Another mathematician-turned-engineering professor, George Cybenko, later proved in 1988 that a neural network with two hidden layers and sigmoid activation functions can approximate any continuous function. Cybenko’s article provided more details and proofs. Although Cybenko did not cite Hecht-Nielsen’s 1986 work, he did reference Kolmogorov’s 1957 work. We do not know if he was inspired by Hecht-Nielsen. Almost simultaneously, independent works such as Hornik-1989 also referenced both Kolmogorov and Hecht-Nielsen, indicating Hecht-Nielsen’s prophetic insights into the implications of the Kolmogorov-Arnold superposition for computer science. These related conclusions and various variants and extensions are collectively referred to as the Universal Approximation Theorem. In addition to continuous functions, there are efforts to prove that discontinuous functions can also be approximated using three-layer neural networks (Ismailov, 2022). Regardless, those with a mathematical background can always consider problems from first principles. Subsequently, the crisis in neural networks caused by Minsky was finally resolved.

Kolmogorov and Arnold's Influence on Neural Networks
George Cybenko. Image source: https://engineering.dartmouth.edu/
The proofs by Hecht-Nielsen et al. are existential rather than constructive. Computer science is both a science and an engineering discipline; whether an idea is feasible must be accompanied by algorithms and implementations, with reliable complexity analysis and engineering demonstrations.
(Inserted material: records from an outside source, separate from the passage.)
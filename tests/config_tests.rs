use std::collections::HashMap;

use sqs_bridge::core::config::{SinkConfig, resolve, resolve_with};
use sqs_bridge::errors::ConfigError;

fn context(pairs: &[(&str, &str)]) -> HashMap<String, String> {
    pairs
        .iter()
        .map(|(k, v)| ((*k).to_string(), (*v).to_string()))
        .collect()
}

fn fake_env(name: &str) -> Option<String> {
    match name {
        "AWS_ACCESS_KEY" => Some("env-access".to_string()),
        "AWS_SECRET_KEY" => Some("env-secret".to_string()),
        "QUEUE" => Some("https://sqs.us-east-1.amazonaws.com/1/q".to_string()),
        _ => None,
    }
}

#[test]
fn test_resolve_passes_literal_values_through() {
    assert_eq!(resolve(Some("AKIDLITERAL")), Some("AKIDLITERAL".to_string()));
}

#[test]
fn test_resolve_blank_values_are_absent() {
    assert_eq!(resolve(None), None);
    assert_eq!(resolve(Some("")), None);
    assert_eq!(resolve(Some("   ")), None);
}

#[test]
fn test_resolve_env_reference() {
    assert_eq!(
        resolve_with(Some("env.AWS_ACCESS_KEY"), fake_env),
        Some("env-access".to_string())
    );
    assert_eq!(resolve_with(Some("env.NOT_SET"), fake_env), None);
    assert_eq!(resolve(Some("env.PATH")), std::env::var("PATH").ok());
}

#[test]
fn test_from_context_resolves_all_keys() {
    let ctx = context(&[
        ("queueUrl", "env.QUEUE"),
        ("region", "us-east-1"),
        ("awsAccessKey", "env.AWS_ACCESS_KEY"),
        ("awsSecretKey", "env.AWS_SECRET_KEY"),
        ("awsSessionToken", "env.AWS_SESSION_TOKEN"),
        ("workers", "3"),
    ]);

    let config = SinkConfig::from_context_with(&ctx, fake_env).unwrap();

    assert_eq!(config.queue_url, "https://sqs.us-east-1.amazonaws.com/1/q");
    assert_eq!(config.region, "us-east-1");
    assert_eq!(config.aws_access_key.as_deref(), Some("env-access"));
    assert_eq!(config.aws_secret_key.as_deref(), Some("env-secret"));
    assert_eq!(config.aws_session_token, None);
    assert_eq!(config.workers, 3);
}

#[test]
fn test_from_context_defaults_workers_to_one() {
    let ctx = context(&[("queueUrl", "https://some-fake/url"), ("region", "us-east-1")]);
    let config = SinkConfig::from_context_with(&ctx, fake_env).unwrap();
    assert_eq!(config.workers, 1);
    assert_eq!(config.aws_access_key, None);
}

#[test]
fn test_from_context_requires_queue_url_and_region() {
    let err = SinkConfig::from_context_with(&context(&[("region", "us-east-1")]), fake_env)
        .unwrap_err();
    assert!(matches!(err, ConfigError::Missing("queueUrl")));

    let err = SinkConfig::from_context_with(&context(&[("queueUrl", "env.QUEUE")]), fake_env)
        .unwrap_err();
    assert!(matches!(err, ConfigError::Missing("region")));

    // An env reference that does not resolve counts as missing.
    let err = SinkConfig::from_context_with(
        &context(&[("queueUrl", "env.NOT_SET"), ("region", "us-east-1")]),
        fake_env,
    )
    .unwrap_err();
    assert!(matches!(err, ConfigError::Missing("queueUrl")));
}

#[test]
fn test_from_context_rejects_bad_worker_count() {
    for workers in ["0", "many", "-1"] {
        let ctx = context(&[
            ("queueUrl", "https://some-fake/url"),
            ("region", "us-east-1"),
            ("workers", workers),
        ]);
        let err = SinkConfig::from_context_with(&ctx, fake_env).unwrap_err();
        assert!(matches!(err, ConfigError::Invalid { key: "workers", .. }));
    }
}

#[test]
fn test_config_debug_masks_credentials() {
    let ctx = context(&[
        ("queueUrl", "https://some-fake/url"),
        ("region", "us-east-1"),
        ("awsAccessKey", "AKIDVISIBLE"),
        ("awsSecretKey", "SUPERSECRET"),
    ]);
    let config = SinkConfig::from_context_with(&ctx, fake_env).unwrap();
    let debug = format!("{config:?}");
    assert!(debug.contains("https://some-fake/url"));
    assert!(!debug.contains("AKIDVISIBLE"));
    assert!(!debug.contains("SUPERSECRET"));
}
In 1974, a doctoral thesis in statistics at Harvard proved that increasing the number of layers in neural networks to three and utilizing the back-propagation learning method could solve the XOR problem. The author of this thesis, Paul Werbos, later received the Pioneer Award from the IEEE Neural Networks Society. When Werbos’s article was first published, it did not attract much attention in the neural network community, primarily because his advisor was in sociology and political science, and the problems he aimed to solve were also in statistics and social sciences. Applying “back-propagation” to multi-layer neural networks became known as “deep learning.”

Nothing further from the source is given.